Um so drängender stellt sich für den Leser die Frage, was diese Soldaten da eigentlich machen (das gilt vor allem für die Teile des Romans, die in Indochina und Algerien spielen). Was sich zunächst wie ein verspäteter Abenteuerroman liest, hat unversehens mehr zu tun mit dem absurden Theater eines Beckett. Die reflektierenden Teile werden dann ja auch in den Kommentaren nachgeliefert, in den langen Gesprächen zwischen dem Ich-Erzähler, Salagnon und dessen Freund Mariani, der Salagnon in Indochina das Leben rettete, aber anders als Salagnon nicht über die Kunst die finsteren Erfahrungen des Krieges abfedern kann. Für Mariani geht der Krieg weiter, der Kolonialkrieg wird zurückgeführt in das Mutterland; das „Wir“ und das „Sie“ erscheint erneut und hat nicht nötig, nationale Grenzen zu überschreiten. Mariani ist ein Rassist. Warum ist er dann überhaupt mit Mariani befreundet, fragt sich und Salagnon der Ich-Erzähler. Das habe mehr mit der Vergangenheit als mit der Gegenwart zu tun, immerhin habe Mariania ihm, Salagnon, das Leben gerettet, indem er sein eigenes aufs Spiel setzte.

 

Aber vielleicht ist da noch etwas anderes. In den Kommentaren wird der Rassist als Typus gefasst, der es nur mit Ähnlichkeiten hat. Alles Unähnliche gilt als fremd. Hier also: Frankreich den Franzosen. Der Deutsche kennt die Parole „Ausländer raus“. Jenni muss also  versuchen, dieses Prinzip der Ähnlichkeit auf möglichst allen Ebenen zu zerschlagen. Von daher wohl der abrupte Wechsel von Kommentar zu Roman zu Kommentar usw. Das heißt aber auch, dass der Rassist nicht bei sich bleiben darf. Wie unbelehrbar er auch sein mag, er muss gewissermaßen im Belagerungszustand leben. Und zwar belagert von seinen „eigenen“ Leuten, also indigenen Franzosen.

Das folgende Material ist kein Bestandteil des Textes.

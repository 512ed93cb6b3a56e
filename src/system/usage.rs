use bollard::models::{ContainerSummary, ImageSummary, SystemDataUsageResponse, Volume};
use serde::Serialize;

use crate::error::DockerError;

const DECIMAL_UNITS: [&str; 9] = ["B", "kB", "MB", "GB", "TB", "PB", "EB", "ZB", "YB"];
const UNTAGGED: &str = "<none>:<none>";

/// 10진 단위와 유효숫자 4자리로 크기를 표시한다. 예: 1500 -> `1.5kB`
pub fn human_size(size: i64) -> String {
    let mut value = size as f64;
    let mut unit = 0;
    while value >= 1000.0 && unit < DECIMAL_UNITS.len() - 1 {
        value /= 1000.0;
        unit += 1;
    }
    format!("{}{}", significant(value, 4), DECIMAL_UNITS[unit])
}

fn significant(value: f64, digits: i32) -> String {
    if value == 0.0 {
        return "0".to_string();
    }
    let exponent = value.abs().log10().floor() as i32;
    let decimals = (digits - 1 - exponent).max(0) as usize;
    let text = format!("{:.*}", decimals, value);
    if text.contains('.') {
        text.trim_end_matches('0').trim_end_matches('.').to_string()
    } else {
        text
    }
}

#[derive(Debug, Clone, PartialEq, Eq, Serialize)]
pub struct ImageUsage {
    pub image_name: String,
    pub size: String,
    pub shared_size: String,
    pub containers: i64,
}

#[derive(Debug, Clone, PartialEq, Eq, Serialize)]
pub struct ContainerUsage {
    pub container_name: String,
    pub image_name: String,
    pub command: String,
    /// 볼륨 타입 마운트 수
    pub local_volumes: i64,
    pub size: String,
    pub status: String,
}

#[derive(Debug, Clone, PartialEq, Eq, Serialize)]
pub struct LocalVolumeUsage {
    pub volume_name: String,
    pub links: i64,
    pub size: String,
}

/// `docker system df` 와 같은 형태의 사용량 요약
#[derive(Debug, Clone, Default, PartialEq, Eq, Serialize)]
pub struct DiskUsageSummary {
    pub images: Vec<ImageUsage>,
    pub containers: Vec<ContainerUsage>,
    pub local_volumes: Vec<LocalVolumeUsage>,
}

fn image_usage(image: &ImageSummary) -> Vec<ImageUsage> {
    let usage = |name: &str| ImageUsage {
        image_name: name.to_string(),
        size: human_size(image.size),
        shared_size: human_size(image.shared_size),
        containers: image.containers,
    };

    if image.repo_tags.is_empty() {
        vec![usage(UNTAGGED)]
    } else {
        image.repo_tags.iter().map(|tag| usage(tag)).collect()
    }
}

fn container_usage(container: &ContainerSummary) -> ContainerUsage {
    let name = container
        .names
        .as_ref()
        .and_then(|names| names.first())
        .map(|name| name.trim_start_matches('/').to_string())
        .unwrap_or_default();

    let local_volumes = container.mounts.as_ref().map_or(0, |mounts| {
        mounts
            .iter()
            .filter(|mount| mount.typ.as_ref().map(ToString::to_string).as_deref() == Some("volume"))
            .count() as i64
    });

    ContainerUsage {
        container_name: name,
        image_name: container.image.clone().unwrap_or_default(),
        command: container.command.clone().unwrap_or_default(),
        local_volumes,
        size: human_size(container.size_rw.unwrap_or(0)),
        status: container.status.clone().unwrap_or_default(),
    }
}

fn volume_usage(volume: &Volume) -> LocalVolumeUsage {
    let (size, links) = volume
        .usage_data
        .as_ref()
        .map_or((0, 0), |usage| (usage.size, usage.ref_count));
    LocalVolumeUsage {
        volume_name: volume.name.clone(),
        links,
        size: human_size(size),
    }
}

impl DiskUsageSummary {
    pub fn from_response(response: &SystemDataUsageResponse) -> Self {
        Self {
            images: response.images.iter().flatten().flat_map(image_usage).collect(),
            containers: response.containers.iter().flatten().map(container_usage).collect(),
            local_volumes: response.volumes.iter().flatten().map(volume_usage).collect(),
        }
    }

    pub fn to_json_string(&self) -> Result<String, DockerError> {
        serde_json::to_string(self).map_err(|source| DockerError::DecodeError {
            source,
            context: "디스크 사용량 요약".to_string(),
        })
    }
}

impl From<&SystemDataUsageResponse> for DiskUsageSummary {
    fn from(response: &SystemDataUsageResponse) -> Self {
        Self::from_response(response)
    }
}

#[cfg(test)]
mod tests {
    use super::*;

    #[test]
    fn human_size_uses_four_significant_digits() {
        assert_eq!(human_size(0), "0B");
        assert_eq!(human_size(999), "999B");
        assert_eq!(human_size(1500), "1.5kB");
        assert_eq!(human_size(123_456_789), "123.5MB");
        assert_eq!(human_size(1_000_000_000), "1GB");
    }

    #[test]
    fn negative_size_is_kept() {
        assert_eq!(human_size(-1), "-1B");
    }
}
use std::fmt;

#[derive(Debug)]
pub enum SettingsError {
    EnvVarInvalid {
        var_name: String,
        value: String,
        reason: String,
    },
    FileError {
        path: String,
        error: std::io::Error,
    },
    ParseError {
        source: toml::de::Error,
    },
    InvalidConfig(String),
}

impl fmt::Display for SettingsError {
    fn fmt(&self, f: &mut fmt::Formatter<'_>) -> fmt::Result {
        match self {
            Self::EnvVarInvalid { var_name, value, reason } =>
                write!(f, "환경 변수 {} 값 {} 오류: {}", var_name, value, reason),
            Self::FileError { path, error } =>
                write!(f, "설정 파일 {} 오류: {}", path, error),
            Self::ParseError { source } =>
                write!(f, "설정 파싱 오류: {}", source),
            Self::InvalidConfig(msg) =>
                write!(f, "잘못된 설정: {}", msg),
        }
    }
}

impl std::error::Error for SettingsError {
    fn source(&self) -> Option<&(dyn std::error::Error + 'static)> {
        match self {
            Self::ParseError { source } => Some(source),
            Self::FileError { error, .. } => Some(error),
            _ => None,
        }
    }
}
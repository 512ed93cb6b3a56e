use std::path::Path;

use bytes::Bytes;
use futures_util::{Stream, StreamExt};
use tokio::fs::File;
use tokio::io::AsyncWriteExt;
use tracing::debug;

use crate::error::DockerError;

/// 바이트 스트림을 파일로 저장하고 기록한 바이트 수를 돌려준다
pub(crate) async fn save_stream<S>(stream: S, path: &Path, context: &str) -> Result<u64, DockerError>
where
    S: Stream<Item = Result<Bytes, bollard::errors::Error>>,
{
    let shown = path.display().to_string();
    let mut file = File::create(path).await.map_err(DockerError::io(shown.clone()))?;
    let mut written = 0u64;
    futures_util::pin_mut!(stream);

    while let Some(chunk) = stream.next().await {
        let chunk = chunk.map_err(DockerError::api(context))?;
        file.write_all(&chunk).await.map_err(DockerError::io(shown.clone()))?;
        written += chunk.len() as u64;
    }
    file.flush().await.map_err(DockerError::io(shown.clone()))?;

    debug!(path = %shown, bytes = written, "스트림 저장 완료");
    Ok(written)
}

pub(crate) async fn read_file(path: &Path) -> Result<Bytes, DockerError> {
    tokio::fs::read(path)
        .await
        .map(Bytes::from)
        .map_err(DockerError::io(path.display().to_string()))
}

Die Botschaft Jennis ist so einfach wie klar: Man muss mit den Rechten leben, ob man will oder nicht. Das ist kein Spaß, aber es gibt keine Alternative, es sei denn die Rechten lösten sich von alleine auf, was für die nächste Zukunft eher unwahrscheinlich ist. Für diese anstehende Kriegsführung des miteinander Lebens gibt es noch keine Kunst.

 

„Die französische Art des Krieges“ ist auch ein Liebesroman, oder besser zwei. Die Liebe, so wie sie hier gezeigt wird, ist eine gelungene Enklave, sehr überhöht, zueinander passende Fundstücke aus Platos Gastmahl.

 

Dieses Buch hat vergangenes Jahr eine wichtige französische Jury überzeugt. Alexis Jenni ist Goncourt-Preisträger des Jahres 2011.

 

Dieter Wenk (02-12)

 

Alexis Jenni, L’art français de la guerre. Roman, Paris 2011 (Gallimard)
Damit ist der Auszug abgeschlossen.